Стоило открыть дверь под номером 120, как в нос ударил запах разложения – куда более явственный, чем раньше. Когда мы укладывали тело, я не выдержал, выронил ноги и, не оглядываясь, выбежал в коридор, где без сил сполз на пол.
– Убийца точно ненормальный, – сказал я Сётаро. – До какой степени надо съехать с катушек, чтобы сотворить такое! И ведь знал же, что, если его вычислят, ему конец…

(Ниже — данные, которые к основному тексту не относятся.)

use crate::commands::session::{SendOutcome, SessionState, Snapshot};
use crate::config::ChatConfig;
use crate::error::{ChatError, FailureKind};
use crate::llm::classifier::{classify_line, ContentUpdate, LineEvent, MetadataPolicy, RunningBuffer};
use crate::llm::decoder::decode_lines;
use crate::llm::weather::{WeatherAgentClient, WeatherAgentConfig};
use crate::llm::AgentError;
use crate::notify::{NotificationKind, NotificationSink};
use crate::store::models::Message;
use crate::store::ConversationStore;
use futures::StreamExt;
use std::sync::{Arc, Mutex, MutexGuard, PoisonError};
use std::time::Duration;
use tokio::sync::watch;
use tokio::task::JoinHandle;
use tokio_util::sync::CancellationToken;
use tracing::{debug, error, info, warn};

/// Written into the assistant message when a reply streams no content.
pub const FALLBACK_REPLY: &str =
    "I received your message but didn't get a proper response. Please try again.";

/// Prefix marking an assistant message as an error report.
pub const ERROR_GLYPH: &str = "\u{274C}";

struct InFlight {
    id: u64,
    cancel: CancellationToken,
}

#[derive(Default)]
struct Session {
    state: SessionState,
    error: Option<String>,
    last_user_message: Option<String>,
    in_flight: Option<InFlight>,
    next_request_id: u64,
}

impl Session {
    fn transition(&mut self, target: SessionState) {
        if !self.state.can_transition_to(&target) {
            warn!(from = %self.state, to = %target, "unexpected session transition");
        }
        self.state = target;
    }

    fn is_current(&self, request_id: u64) -> bool {
        self.in_flight.as_ref().is_some_and(|f| f.id == request_id)
    }
}

/// Cancels the request when the deadline passes. Dropping it disarms the timer.
struct Deadline(JoinHandle<()>);

impl Deadline {
    fn arm(cancel: CancellationToken, timeout: Duration) -> Self {
        let timeout_ms = timeout.as_millis() as u64;
        Self(tokio::spawn(async move {
            tokio::select! {
                _ = cancel.cancelled() => {}
                _ = tokio::time::sleep(timeout) => {
                    warn!(timeout_ms, "request deadline reached, cancelling");
                    cancel.cancel();
                }
            }
        }))
    }
}

impl Drop for Deadline {
    fn drop(&mut self) {
        self.0.abort();
    }
}

/// Returns the controller to Idle when a send ends, however it ends.
struct RequestGuard<'a> {
    controller: &'a ChatController,
    request_id: u64,
    _deadline: Deadline,
}

impl Drop for RequestGuard<'_> {
    fn drop(&mut self) {
        self.controller.release(self.request_id);
    }
}

/// Drives one conversation UI: sends messages to the weather agent, streams
/// replies into the conversation store, and publishes snapshots.
///
/// At most one request is in flight. A new send cancels the outstanding one
/// before starting; the cancelled reply keeps whatever content it had.
pub struct ChatController {
    client: WeatherAgentClient,
    store: ConversationStore,
    policy: MetadataPolicy,
    sink: Arc<dyn NotificationSink>,
    session: Mutex<Session>,
    updates: watch::Sender<Snapshot>,
    request_timeout: Duration,
    max_message_chars: usize,
}

impl ChatController {
    pub fn new(config: &ChatConfig, sink: Arc<dyn NotificationSink>) -> Self {
        let (updates, _) = watch::channel(Snapshot::default());
        Self {
            client: WeatherAgentClient::new(WeatherAgentConfig::from(config)),
            store: ConversationStore::new(),
            policy: config.metadata_policy(),
            sink,
            session: Mutex::new(Session::default()),
            updates,
            request_timeout: config.request_timeout(),
            max_message_chars: config.max_message_chars,
        }
    }

    fn session(&self) -> MutexGuard<'_, Session> {
        self.session.lock().unwrap_or_else(PoisonError::into_inner)
    }

    // ── Reads ──

    pub fn store(&self) -> &ConversationStore {
        &self.store
    }

    pub fn state(&self) -> SessionState {
        self.session().state
    }

    pub fn error(&self) -> Option<String> {
        self.session().error.clone()
    }

    pub fn last_user_message(&self) -> Option<String> {
        self.session().last_user_message.clone()
    }

    pub fn snapshot(&self) -> Snapshot {
        let (conversations, active_conversation_id) = self.store.snapshot();
        let session = self.session();
        Snapshot {
            conversations,
            active_conversation_id,
            is_loading: session.state.is_busy(),
            error: session.error.clone(),
            state: session.state,
        }
    }

    /// Receive a fresh snapshot after every state change.
    pub fn subscribe(&self) -> watch::Receiver<Snapshot> {
        self.updates.subscribe()
    }

    fn publish(&self) {
        self.updates.send_replace(self.snapshot());
    }

    // ── Conversations ──

    pub fn create_new_conversation(&self) -> String {
        let id = self.store.create_conversation();
        self.session().error = None;
        self.publish();
        id
    }

    pub fn select_conversation(&self, id: &str) -> bool {
        let selected = self.store.select_conversation(id);
        if selected {
            self.session().error = None;
            self.publish();
        }
        selected
    }

    pub fn delete_conversation(&self, id: &str) -> bool {
        let deleted = self.store.delete_conversation(id);
        if deleted {
            self.publish();
        }
        deleted
    }

    pub fn clear_error(&self) {
        self.session().error = None;
        self.publish();
    }

    /// Abort any in-flight reply and empty the active conversation.
    pub fn clear_chat(&self) {
        {
            let mut session = self.session();
            if let Some(in_flight) = session.in_flight.take() {
                info!(request_id = in_flight.id, "clearing chat, cancelling request");
                in_flight.cancel.cancel();
                session.transition(SessionState::Idle);
            }
            session.error = None;
        }
        if let Some(id) = self.store.active_conversation_id() {
            self.store.clear(&id);
        }
        self.publish();
    }

    // ── Messages ──

    /// Send a message and stream the agent's reply into the active conversation.
    ///
    /// Only validation problems are returned as errors; they leave the
    /// conversation untouched. Everything that goes wrong after that is
    /// reported through the returned [`SendOutcome`], the `error` field,
    /// and an error message in the conversation.
    pub async fn send_message(&self, text: &str) -> Result<SendOutcome, ChatError> {
        let content = self.validate(text)?;

        let conversation_id = self.store.ensure_active();
        self.store
            .append_message(&conversation_id, Message::user(content.clone()));
        let (request_id, cancel) = self.begin_request(&content);
        self.publish();

        let guard = RequestGuard {
            controller: self,
            request_id,
            _deadline: Deadline::arm(cancel.clone(), self.request_timeout),
        };
        let outcome = self
            .stream_reply(request_id, &conversation_id, &content, &cancel)
            .await;
        let outcome = self.settle(request_id, &conversation_id, outcome);
        drop(guard);
        Ok(outcome)
    }

    /// Resend the last submitted message. Returns `None` while a request is
    /// outstanding or when nothing has been sent yet.
    pub async fn retry_last_message(&self) -> Option<Result<SendOutcome, ChatError>> {
        let last = {
            let session = self.session();
            if session.state.is_busy() {
                return None;
            }
            session.last_user_message.clone()
        }?;
        self.clear_error();
        Some(self.send_message(&last).await)
    }

    fn validate(&self, text: &str) -> Result<String, ChatError> {
        let trimmed = text.trim();
        if trimmed.is_empty() {
            return Err(ChatError::EmptyMessage);
        }
        if trimmed.chars().count() > self.max_message_chars {
            let err = ChatError::MessageTooLong(self.max_message_chars);
            self.session().error = Some(err.to_string());
            self.publish();
            return Err(err);
        }
        Ok(trimmed.to_string())
    }

    fn begin_request(&self, content: &str) -> (u64, CancellationToken) {
        let mut session = self.session();
        if let Some(previous) = session.in_flight.take() {
            info!(request_id = previous.id, "new message preempts in-flight request");
            previous.cancel.cancel();
        }
        session.next_request_id += 1;
        let id = session.next_request_id;
        let cancel = CancellationToken::new();
        session.in_flight = Some(InFlight {
            id,
            cancel: cancel.clone(),
        });
        session.transition(SessionState::Sending);
        session.error = None;
        session.last_user_message = Some(content.to_string());
        (id, cancel)
    }

    /// Enter Streaming and open the assistant reply, unless a newer request
    /// took over.
    fn mark_streaming(&self, request_id: u64, conversation_id: &str) -> bool {
        let mut session = self.session();
        if !session.is_current(request_id) {
            return false;
        }
        session.transition(SessionState::Streaming);
        self.store
            .append_message(conversation_id, Message::assistant(""));
        true
    }

    /// Run a store write only while `request_id` owns the session. The session
    /// lock is held across the write.
    fn write_if_current(
        &self,
        request_id: u64,
        write: impl FnOnce(&ConversationStore) -> bool,
    ) -> bool {
        let session = self.session();
        session.is_current(request_id) && write(&self.store)
    }

    fn release(&self, request_id: u64) {
        {
            let mut session = self.session();
            if !session.is_current(request_id) {
                return;
            }
            session.in_flight = None;
            session.transition(SessionState::Idle);
        }
        debug!(request_id, "request released");
        self.publish();
    }

    async fn stream_reply(
        &self,
        request_id: u64,
        conversation_id: &str,
        content: &str,
        cancel: &CancellationToken,
    ) -> SendOutcome {
        let response = tokio::select! {
            biased;
            _ = cancel.cancelled() => return SendOutcome::Aborted,
            result = self.client.open_stream(content) => result,
        };
        let response = match response {
            Ok(response) => response,
            Err(e) => {
                debug!(error = %e, "agent request failed");
                return SendOutcome::Failed(FailureKind::from(&e));
            }
        };

        if cancel.is_cancelled() || !self.mark_streaming(request_id, conversation_id) {
            return SendOutcome::Aborted;
        }
        self.sink.notify(NotificationKind::Message);
        self.publish();

        let lines = decode_lines(response.bytes_stream());
        tokio::pin!(lines);
        let mut buffer = RunningBuffer::new();
        let mut received_content = false;

        loop {
            let next = tokio::select! {
                biased;
                _ = cancel.cancelled() => return SendOutcome::Aborted,
                next = lines.next() => next,
            };
            match next {
                Some(Ok(line)) => {
                    if self.apply_line(request_id, conversation_id, &line, &mut buffer) {
                        received_content = true;
                        self.publish();
                    }
                }
                Some(Err(e)) => {
                    let e = AgentError::from(e);
                    debug!(error = %e, "failed to read response body");
                    return SendOutcome::Failed(FailureKind::from(&e));
                }
                None => break,
            }
        }

        if !received_content {
            let written = self.write_if_current(request_id, |store| {
                store.mutate_last_message(conversation_id, FALLBACK_REPLY.to_string())
            });
            if !written && cancel.is_cancelled() {
                return SendOutcome::Aborted;
            }
            warn!("no content received from agent, using fallback reply");
            return SendOutcome::Fallback;
        }
        SendOutcome::Completed
    }

    /// Classify one line and apply it to the trailing assistant message.
    /// Returns true if the line carried assistant text that was written.
    fn apply_line(
        &self,
        request_id: u64,
        conversation_id: &str,
        line: &str,
        buffer: &mut RunningBuffer,
    ) -> bool {
        let event = classify_line(line, &self.policy);
        match &event {
            LineEvent::Malformed(reason) => {
                warn!(%reason, line, "failed to parse streaming data");
            }
            LineEvent::Metadata => debug!(line, "skipping metadata line"),
            _ => {}
        }
        match buffer.apply(event) {
            Some(ContentUpdate::Append(delta)) => self.write_if_current(request_id, |store| {
                store.append_to_last_message(conversation_id, &delta)
            }),
            Some(ContentUpdate::Replace(content)) => self.write_if_current(request_id, |store| {
                store.mutate_last_message(conversation_id, content)
            }),
            None => false,
        }
    }

    /// Surface the outcome: notifications, and for failures the error field
    /// plus an error message in the conversation.
    fn settle(&self, request_id: u64, conversation_id: &str, outcome: SendOutcome) -> SendOutcome {
        let outcome = match outcome {
            SendOutcome::Failed(kind) => {
                let mut session = self.session();
                if session.is_current(request_id) {
                    let message = kind.user_message();
                    self.store.append_message(
                        conversation_id,
                        Message::assistant(format!("{} {}", ERROR_GLYPH, message)),
                    );
                    session.error = Some(message);
                    SendOutcome::Failed(kind)
                } else {
                    debug!(kind = %kind.kind_tag(), "failure after cancellation ignored");
                    SendOutcome::Aborted
                }
            }
            other => other,
        };

        match &outcome {
            SendOutcome::Completed => {
                info!(request_id, "reply completed");
                self.sink.notify(NotificationKind::Success);
            }
            SendOutcome::Fallback => info!(request_id, "reply completed without content"),
            SendOutcome::Aborted => info!(request_id, "request aborted"),
            SendOutcome::Failed(kind) => {
                let message = kind.user_message();
                error!(request_id, kind = %kind.kind_tag(), %message, "chat request failed");
                self.sink.notify(NotificationKind::Error);
            }
        }
        outcome
    }
}

impl Drop for ChatController {
    fn drop(&mut self) {
        if let Some(in_flight) = self.session().in_flight.take() {
            in_flight.cancel.cancel();
        }
    }
}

У нас еще оставалась работа: полностью отмыть пол от крови и перенести наверх улики – резиновые сапоги и прочее. Но я был настолько вымотан происходящим, что оставил все это Сётаро.
Наконец все было убрано, и мы остановились возле железной двери на минус втором этаже, молча глядя вглубь комнаты, на ведущую вниз лестницу. В какой-то момент через край отверстия стала тихо переливаться вода.
Я машинально посмотрел на часы на экране телефона: 14:32.
Минус второй этаж начало затапливать.
– Ну что, идем обратно? – сказал Сётаро таким тоном, словно мы с ним смотрели фейерверк и тот только что закончился.
После переноски трупа мне казалось, будто мое собственное тело тоже тронуто гниением. Я решил вернуться к себе в комнату, чтобы немного отдохнуть, и поднялся наверх. Дверь в машинное отделение была приоткрыта.
Интересно, кто это? Я заглянул внутрь и увидел сидевшую на стуле Хану. При моем появлении она тихонько вскрикнула и вся напряглась, не сводя с меня глаз и будто ожидая, что я на нее наброшусь.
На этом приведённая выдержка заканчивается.